(Data records begins)

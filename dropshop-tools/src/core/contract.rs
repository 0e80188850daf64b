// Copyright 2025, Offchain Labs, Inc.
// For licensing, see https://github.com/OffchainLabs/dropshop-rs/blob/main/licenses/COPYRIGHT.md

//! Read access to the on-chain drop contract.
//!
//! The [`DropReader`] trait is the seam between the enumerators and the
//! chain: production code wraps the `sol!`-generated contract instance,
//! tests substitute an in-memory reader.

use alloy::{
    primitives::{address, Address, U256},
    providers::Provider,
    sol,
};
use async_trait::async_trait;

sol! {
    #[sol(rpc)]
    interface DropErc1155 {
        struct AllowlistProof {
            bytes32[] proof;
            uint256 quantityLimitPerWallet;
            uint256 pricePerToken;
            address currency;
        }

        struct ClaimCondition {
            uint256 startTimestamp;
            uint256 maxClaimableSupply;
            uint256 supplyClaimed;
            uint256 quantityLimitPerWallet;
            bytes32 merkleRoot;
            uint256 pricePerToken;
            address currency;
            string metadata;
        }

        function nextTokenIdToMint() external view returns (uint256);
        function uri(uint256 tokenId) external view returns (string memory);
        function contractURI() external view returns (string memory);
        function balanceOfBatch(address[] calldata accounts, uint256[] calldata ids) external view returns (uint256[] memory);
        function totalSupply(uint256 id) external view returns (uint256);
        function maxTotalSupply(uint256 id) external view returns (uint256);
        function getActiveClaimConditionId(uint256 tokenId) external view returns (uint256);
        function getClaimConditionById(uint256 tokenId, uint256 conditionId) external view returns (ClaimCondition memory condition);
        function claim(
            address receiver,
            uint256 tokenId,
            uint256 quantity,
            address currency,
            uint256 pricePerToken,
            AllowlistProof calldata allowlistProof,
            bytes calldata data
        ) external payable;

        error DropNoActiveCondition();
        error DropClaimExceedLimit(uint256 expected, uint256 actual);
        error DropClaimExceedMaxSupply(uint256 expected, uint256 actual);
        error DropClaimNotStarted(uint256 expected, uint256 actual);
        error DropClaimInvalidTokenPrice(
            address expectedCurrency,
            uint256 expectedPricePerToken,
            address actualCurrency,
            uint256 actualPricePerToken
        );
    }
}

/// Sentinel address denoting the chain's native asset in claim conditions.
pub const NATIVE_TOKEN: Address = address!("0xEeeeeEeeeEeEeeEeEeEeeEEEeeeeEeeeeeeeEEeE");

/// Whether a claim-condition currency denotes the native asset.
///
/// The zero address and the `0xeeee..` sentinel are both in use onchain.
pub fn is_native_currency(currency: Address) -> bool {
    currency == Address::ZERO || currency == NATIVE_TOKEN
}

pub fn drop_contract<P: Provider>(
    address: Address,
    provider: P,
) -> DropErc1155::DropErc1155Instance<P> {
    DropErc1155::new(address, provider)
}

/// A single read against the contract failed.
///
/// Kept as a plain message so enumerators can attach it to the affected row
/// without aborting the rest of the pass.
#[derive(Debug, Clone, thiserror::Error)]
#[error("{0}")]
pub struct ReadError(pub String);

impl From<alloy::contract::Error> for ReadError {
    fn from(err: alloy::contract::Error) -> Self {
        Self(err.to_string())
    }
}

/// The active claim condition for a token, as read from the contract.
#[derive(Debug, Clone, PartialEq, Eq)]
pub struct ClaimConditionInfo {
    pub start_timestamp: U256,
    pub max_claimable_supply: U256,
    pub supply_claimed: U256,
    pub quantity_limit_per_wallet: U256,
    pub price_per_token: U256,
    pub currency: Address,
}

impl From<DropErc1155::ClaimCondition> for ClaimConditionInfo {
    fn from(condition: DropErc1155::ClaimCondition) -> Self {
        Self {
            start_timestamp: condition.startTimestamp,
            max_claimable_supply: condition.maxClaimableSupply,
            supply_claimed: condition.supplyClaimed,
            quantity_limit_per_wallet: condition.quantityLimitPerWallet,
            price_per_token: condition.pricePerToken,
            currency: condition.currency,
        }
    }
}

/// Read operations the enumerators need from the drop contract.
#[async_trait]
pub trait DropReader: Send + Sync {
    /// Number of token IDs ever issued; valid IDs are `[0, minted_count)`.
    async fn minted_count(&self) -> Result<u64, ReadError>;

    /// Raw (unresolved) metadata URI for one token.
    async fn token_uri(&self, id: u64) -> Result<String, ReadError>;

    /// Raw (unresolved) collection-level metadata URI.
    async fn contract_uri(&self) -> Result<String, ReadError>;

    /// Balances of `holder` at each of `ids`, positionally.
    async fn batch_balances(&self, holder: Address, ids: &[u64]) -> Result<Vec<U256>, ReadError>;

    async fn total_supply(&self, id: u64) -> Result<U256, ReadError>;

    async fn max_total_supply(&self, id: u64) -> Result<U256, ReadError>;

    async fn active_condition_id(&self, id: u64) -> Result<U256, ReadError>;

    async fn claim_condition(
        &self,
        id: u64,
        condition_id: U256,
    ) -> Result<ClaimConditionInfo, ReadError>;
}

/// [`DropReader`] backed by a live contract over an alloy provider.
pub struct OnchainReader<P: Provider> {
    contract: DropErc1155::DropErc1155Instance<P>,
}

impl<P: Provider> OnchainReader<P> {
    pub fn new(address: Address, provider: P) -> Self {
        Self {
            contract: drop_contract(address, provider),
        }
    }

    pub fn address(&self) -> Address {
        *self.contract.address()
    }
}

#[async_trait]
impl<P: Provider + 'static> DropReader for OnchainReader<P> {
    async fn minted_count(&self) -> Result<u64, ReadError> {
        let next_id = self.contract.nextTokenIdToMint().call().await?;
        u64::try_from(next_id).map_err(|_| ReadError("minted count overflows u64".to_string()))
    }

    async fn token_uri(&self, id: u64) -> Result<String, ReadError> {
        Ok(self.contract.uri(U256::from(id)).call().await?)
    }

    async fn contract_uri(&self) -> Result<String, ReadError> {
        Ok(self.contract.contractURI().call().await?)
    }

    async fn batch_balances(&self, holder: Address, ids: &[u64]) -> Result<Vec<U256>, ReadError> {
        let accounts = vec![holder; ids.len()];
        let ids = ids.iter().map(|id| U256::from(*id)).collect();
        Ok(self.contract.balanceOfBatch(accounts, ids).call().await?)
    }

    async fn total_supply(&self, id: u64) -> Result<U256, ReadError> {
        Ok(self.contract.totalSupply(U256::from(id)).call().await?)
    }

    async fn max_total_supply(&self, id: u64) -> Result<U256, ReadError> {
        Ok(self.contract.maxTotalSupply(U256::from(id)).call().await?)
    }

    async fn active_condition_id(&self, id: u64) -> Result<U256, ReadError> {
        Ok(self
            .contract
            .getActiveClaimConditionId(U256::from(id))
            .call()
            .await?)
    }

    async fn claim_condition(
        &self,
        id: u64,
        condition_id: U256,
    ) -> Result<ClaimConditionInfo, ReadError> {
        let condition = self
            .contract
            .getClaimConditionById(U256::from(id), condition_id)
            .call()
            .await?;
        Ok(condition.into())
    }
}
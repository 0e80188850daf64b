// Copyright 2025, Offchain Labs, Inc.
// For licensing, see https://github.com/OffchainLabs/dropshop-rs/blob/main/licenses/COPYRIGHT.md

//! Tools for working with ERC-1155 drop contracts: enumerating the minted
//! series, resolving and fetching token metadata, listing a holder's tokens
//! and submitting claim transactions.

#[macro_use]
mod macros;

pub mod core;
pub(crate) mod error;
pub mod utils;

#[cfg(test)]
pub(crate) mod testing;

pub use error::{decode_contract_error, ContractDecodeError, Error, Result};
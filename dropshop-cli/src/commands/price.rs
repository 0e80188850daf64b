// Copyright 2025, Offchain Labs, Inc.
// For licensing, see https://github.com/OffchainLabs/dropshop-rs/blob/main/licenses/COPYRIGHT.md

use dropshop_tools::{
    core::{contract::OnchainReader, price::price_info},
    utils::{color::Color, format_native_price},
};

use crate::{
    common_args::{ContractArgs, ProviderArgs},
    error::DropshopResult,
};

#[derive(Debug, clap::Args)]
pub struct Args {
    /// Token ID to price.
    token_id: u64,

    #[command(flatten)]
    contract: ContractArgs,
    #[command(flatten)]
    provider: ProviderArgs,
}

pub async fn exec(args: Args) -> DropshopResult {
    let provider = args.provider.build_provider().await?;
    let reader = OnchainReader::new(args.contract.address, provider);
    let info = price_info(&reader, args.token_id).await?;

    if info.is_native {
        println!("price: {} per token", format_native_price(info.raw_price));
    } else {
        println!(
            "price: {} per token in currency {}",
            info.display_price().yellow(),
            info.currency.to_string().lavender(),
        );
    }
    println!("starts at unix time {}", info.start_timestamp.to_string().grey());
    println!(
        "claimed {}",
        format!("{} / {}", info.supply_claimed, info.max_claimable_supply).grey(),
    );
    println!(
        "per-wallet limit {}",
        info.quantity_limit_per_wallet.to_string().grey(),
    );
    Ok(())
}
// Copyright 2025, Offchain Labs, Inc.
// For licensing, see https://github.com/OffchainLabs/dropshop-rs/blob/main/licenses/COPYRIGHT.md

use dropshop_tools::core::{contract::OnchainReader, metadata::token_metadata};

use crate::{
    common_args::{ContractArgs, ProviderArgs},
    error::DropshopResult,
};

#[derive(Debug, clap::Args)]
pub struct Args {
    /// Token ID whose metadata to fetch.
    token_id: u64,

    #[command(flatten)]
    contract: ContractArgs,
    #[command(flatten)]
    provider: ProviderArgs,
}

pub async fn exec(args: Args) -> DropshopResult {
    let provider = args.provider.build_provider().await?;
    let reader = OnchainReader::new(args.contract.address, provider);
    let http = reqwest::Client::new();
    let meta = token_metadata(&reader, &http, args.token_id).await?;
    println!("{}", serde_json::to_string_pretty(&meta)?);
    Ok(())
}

(Data records ends)

Working from the listing above, pick out every line that has "println" and copy it.

• [Finished exercise]:
        println!("price: {} per token", format_native_price(info.raw_price));
        println!(
    println!("starts at unix time {}", info.start_timestamp.to_string().grey());
    println!(
    println!(
    println!("{}", serde_json::to_string_pretty(&meta)?);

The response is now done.